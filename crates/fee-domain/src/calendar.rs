//! Academic calendar models: years, terms, and resolved billing periods.

use std::{cmp::Ordering, fmt};

use chrono::NaiveDate;
use serde::{de::Deserializer, ser::Serializer, Deserialize, Serialize};
use uuid::Uuid;

use crate::common::{Identifiable, NamedEntity};

/// Identity of a school term.
///
/// Terms order by their canonical position. Labels that do not name one of the
/// three canonical terms are kept verbatim as [`TermName::Other`] and sort
/// before every canonical term.
#[derive(Debug, Clone, PartialEq, Eq, Hash)]
pub enum TermName {
    Other(String),
    Term1,
    Term2,
    Term3,
}

impl TermName {
    /// Parses a term label. Matching ignores case and whitespace, so
    /// `"Term 1"`, `"term1"` and `" TERM 1 "` are all [`TermName::Term1`].
    pub fn parse(label: &str) -> Self {
        let compact: String = label
            .chars()
            .filter(|c| !c.is_whitespace())
            .collect::<String>()
            .to_ascii_lowercase();
        match compact.as_str() {
            "term1" => TermName::Term1,
            "term2" => TermName::Term2,
            "term3" => TermName::Term3,
            _ => TermName::Other(label.trim().to_string()),
        }
    }

    /// The three canonical terms in billing order.
    pub fn canonical() -> [TermName; 3] {
        [TermName::Term1, TermName::Term2, TermName::Term3]
    }

    /// Sort key: 1..=3 for canonical terms, 0 for anything else.
    pub fn order_key(&self) -> u8 {
        match self {
            TermName::Other(_) => 0,
            TermName::Term1 => 1,
            TermName::Term2 => 2,
            TermName::Term3 => 3,
        }
    }

    pub fn label(&self) -> &str {
        match self {
            TermName::Other(label) => label.as_str(),
            TermName::Term1 => "Term 1",
            TermName::Term2 => "Term 2",
            TermName::Term3 => "Term 3",
        }
    }

    pub fn is_canonical(&self) -> bool {
        !matches!(self, TermName::Other(_))
    }
}

impl Ord for TermName {
    fn cmp(&self, other: &Self) -> Ordering {
        self.order_key()
            .cmp(&other.order_key())
            .then_with(|| self.label().cmp(other.label()))
    }
}

impl PartialOrd for TermName {
    fn partial_cmp(&self, other: &Self) -> Option<Ordering> {
        Some(self.cmp(other))
    }
}

impl fmt::Display for TermName {
    fn fmt(&self, f: &mut fmt::Formatter<'_>) -> fmt::Result {
        f.write_str(self.label())
    }
}

impl Serialize for TermName {
    fn serialize<S>(&self, serializer: S) -> Result<S::Ok, S::Error>
    where
        S: Serializer,
    {
        serializer.serialize_str(self.label())
    }
}

impl<'de> Deserialize<'de> for TermName {
    fn deserialize<D>(deserializer: D) -> Result<Self, D::Error>
    where
        D: Deserializer<'de>,
    {
        let value = String::deserialize(deserializer)?;
        Ok(TermName::parse(&value))
    }
}

/// An academic year of a school, e.g. the 2024 school year.
#[derive(Debug, Clone, Serialize, Deserialize, PartialEq, Eq)]
#[serde(rename_all = "camelCase")]
pub struct AcademicYear {
    pub id: Uuid,
    pub school_id: Uuid,
    pub name: String,
    pub year: i32,
    #[serde(default)]
    pub is_current: bool,
}

impl AcademicYear {
    pub fn new(school_id: Uuid, year: i32) -> Self {
        Self {
            id: Uuid::new_v4(),
            school_id,
            name: year.to_string(),
            year,
            is_current: false,
        }
    }

    pub fn current(mut self) -> Self {
        self.is_current = true;
        self
    }
}

impl Identifiable for AcademicYear {
    fn id(&self) -> Uuid {
        self.id
    }
}

impl NamedEntity for AcademicYear {
    fn name(&self) -> &str {
        &self.name
    }
}

/// A term within an academic year.
#[derive(Debug, Clone, Serialize, Deserialize, PartialEq, Eq)]
#[serde(rename_all = "camelCase")]
pub struct Term {
    pub id: Uuid,
    pub academic_year_id: Uuid,
    pub name: TermName,
    #[serde(default, skip_serializing_if = "Option::is_none")]
    pub start_date: Option<NaiveDate>,
    #[serde(default, skip_serializing_if = "Option::is_none")]
    pub end_date: Option<NaiveDate>,
}

impl Term {
    pub fn new(academic_year_id: Uuid, name: TermName) -> Self {
        Self {
            id: Uuid::new_v4(),
            academic_year_id,
            name,
            start_date: None,
            end_date: None,
        }
    }

    pub fn with_dates(mut self, start: NaiveDate, end: NaiveDate) -> Self {
        self.start_date = Some(start);
        self.end_date = Some(end);
        self
    }
}

impl Identifiable for Term {
    fn id(&self) -> Uuid {
        self.id
    }
}

/// A resolved (academic year, term) tag carried by charges and payments.
#[derive(Debug, Clone, Serialize, Deserialize, PartialEq, Eq, Hash)]
#[serde(rename_all = "camelCase")]
pub struct Period {
    pub academic_year_id: Uuid,
    pub year: i32,
    #[serde(default, skip_serializing_if = "Option::is_none")]
    pub term_id: Option<Uuid>,
    pub term: TermName,
}

impl Period {
    pub fn new(academic_year: &AcademicYear, term: &Term) -> Self {
        Self {
            academic_year_id: academic_year.id,
            year: academic_year.year,
            term_id: Some(term.id),
            term: term.name.clone(),
        }
    }

    /// A period for a term the calendar does not list.
    pub fn unlisted(academic_year: &AcademicYear, term: TermName) -> Self {
        Self {
            academic_year_id: academic_year.id,
            year: academic_year.year,
            term_id: None,
            term,
        }
    }

    /// True when both periods name the same term of the same year.
    pub fn same_term(&self, other: &Period) -> bool {
        self.year == other.year && self.term == other.term
    }

    /// Strict ordering against a join point: year first, then term order.
    pub fn precedes(&self, year: i32, term: &TermName) -> bool {
        (self.year, self.term.order_key()) < (year, term.order_key())
    }
}

impl fmt::Display for Period {
    fn fmt(&self, f: &mut fmt::Formatter<'_>) -> fmt::Result {
        write!(f, "{} {}", self.term, self.year)
    }
}

/// How a caller names the academic year it wants a statement for.
#[derive(Debug, Clone, PartialEq, Eq, Default)]
pub enum YearSelector {
    Id(Uuid),
    Name(String),
    #[default]
    Current,
}

impl fmt::Display for YearSelector {
    fn fmt(&self, f: &mut fmt::Formatter<'_>) -> fmt::Result {
        match self {
            YearSelector::Id(id) => write!(f, "id {}", id),
            YearSelector::Name(name) => write!(f, "`{}`", name),
            YearSelector::Current => f.write_str("current"),
        }
    }
}

/// The academic years and terms of one school.
#[derive(Debug, Clone, Default, Serialize, Deserialize, PartialEq, Eq)]
#[serde(rename_all = "camelCase")]
pub struct SchoolCalendar {
    #[serde(default)]
    pub academic_years: Vec<AcademicYear>,
    #[serde(default)]
    pub terms: Vec<Term>,
}

impl SchoolCalendar {
    pub fn new() -> Self {
        Self::default()
    }

    /// Adds an academic year with the three canonical terms and returns its id.
    pub fn add_standard_year(&mut self, academic_year: AcademicYear) -> Uuid {
        let year_id = academic_year.id;
        for name in TermName::canonical() {
            self.terms.push(Term::new(year_id, name));
        }
        self.academic_years.push(academic_year);
        year_id
    }

    pub fn academic_year(&self, id: Uuid) -> Option<&AcademicYear> {
        self.academic_years.iter().find(|year| year.id == id)
    }

    pub fn academic_year_for(&self, year: i32) -> Option<&AcademicYear> {
        self.academic_years.iter().find(|entry| entry.year == year)
    }

    /// Picks the academic year named by `selector`.
    ///
    /// Names match the year's name or its numeric year. `Current` picks the
    /// year flagged as current.
    pub fn select(&self, selector: &YearSelector) -> Option<&AcademicYear> {
        match selector {
            YearSelector::Id(id) => self.academic_year(*id),
            YearSelector::Name(name) => {
                let needle = name.trim();
                self.academic_years
                    .iter()
                    .find(|year| year.name.trim().eq_ignore_ascii_case(needle))
                    .or_else(|| {
                        needle
                            .parse::<i32>()
                            .ok()
                            .and_then(|number| self.academic_year_for(number))
                    })
            }
            YearSelector::Current => self.academic_years.iter().find(|year| year.is_current),
        }
    }

    pub fn term(&self, id: Uuid) -> Option<&Term> {
        self.terms.iter().find(|term| term.id == id)
    }

    /// Terms of an academic year in canonical order.
    pub fn terms_for(&self, academic_year_id: Uuid) -> Vec<&Term> {
        let mut terms: Vec<&Term> = self
            .terms
            .iter()
            .filter(|term| term.academic_year_id == academic_year_id)
            .collect();
        terms.sort_by(|a, b| a.name.cmp(&b.name));
        terms
    }

    pub fn term_by_name(&self, academic_year_id: Uuid, name: &TermName) -> Option<&Term> {
        self.terms
            .iter()
            .find(|term| term.academic_year_id == academic_year_id && &term.name == name)
    }

    /// Resolves an (academic year, term) id pair into a [`Period`].
    ///
    /// The term must belong to the given academic year.
    pub fn resolve(&self, academic_year_id: Option<Uuid>, term_id: Option<Uuid>) -> Option<Period> {
        let academic_year = self.academic_year(academic_year_id?)?;
        let term = self.term(term_id?)?;
        if term.academic_year_id != academic_year.id {
            return None;
        }
        Some(Period::new(academic_year, term))
    }
}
────────────────────────────────────────
## [YOUR OBJECTIVE]
From the beginning of the listing above down to the line with "pub fn order_key(&self)", every line should be restated exactly.

## [EXERCISE RESPONSE]
filename crates/fee-domain/src/calendar.rs
//! Academic calendar models: years, terms, and resolved billing periods.

use std::{cmp::Ordering, fmt};

use chrono::NaiveDate;
use serde::{de::Deserializer, ser::Serializer, Deserialize, Serialize};
use uuid::Uuid;

use crate::common::{Identifiable, NamedEntity};

/// Identity of a school term.
///
/// Terms order by their canonical position. Labels that do not name one of the
/// three canonical terms are kept verbatim as [`TermName::Other`] and sort
/// before every canonical term.
#[derive(Debug, Clone, PartialEq, Eq, Hash)]
pub enum TermName {
    Other(String),
    Term1,
    Term2,
    Term3,
}

impl TermName {
    /// Parses a term label. Matching ignores case and whitespace, so
    /// `"Term 1"`, `"term1"` and `" TERM 1 "` are all [`TermName::Term1`].
    pub fn parse(label: &str) -> Self {
        let compact: String = label
            .chars()
            .filter(|c| !c.is_whitespace())
            .collect::<String>()
            .to_ascii_lowercase();
        match compact.as_str() {
            "term1" => TermName::Term1,
            "term2" => TermName::Term2,
            "term3" => TermName::Term3,
            _ => TermName::Other(label.trim().to_string()),
        }
    }

    /// The three canonical terms in billing order.
    pub fn canonical() -> [TermName; 3] {
        [TermName::Term1, TermName::Term2, TermName::Term3]
    }

    /// Sort key: 1..=3 for canonical terms, 0 for anything else.
    pub fn order_key(&self) -> u8 {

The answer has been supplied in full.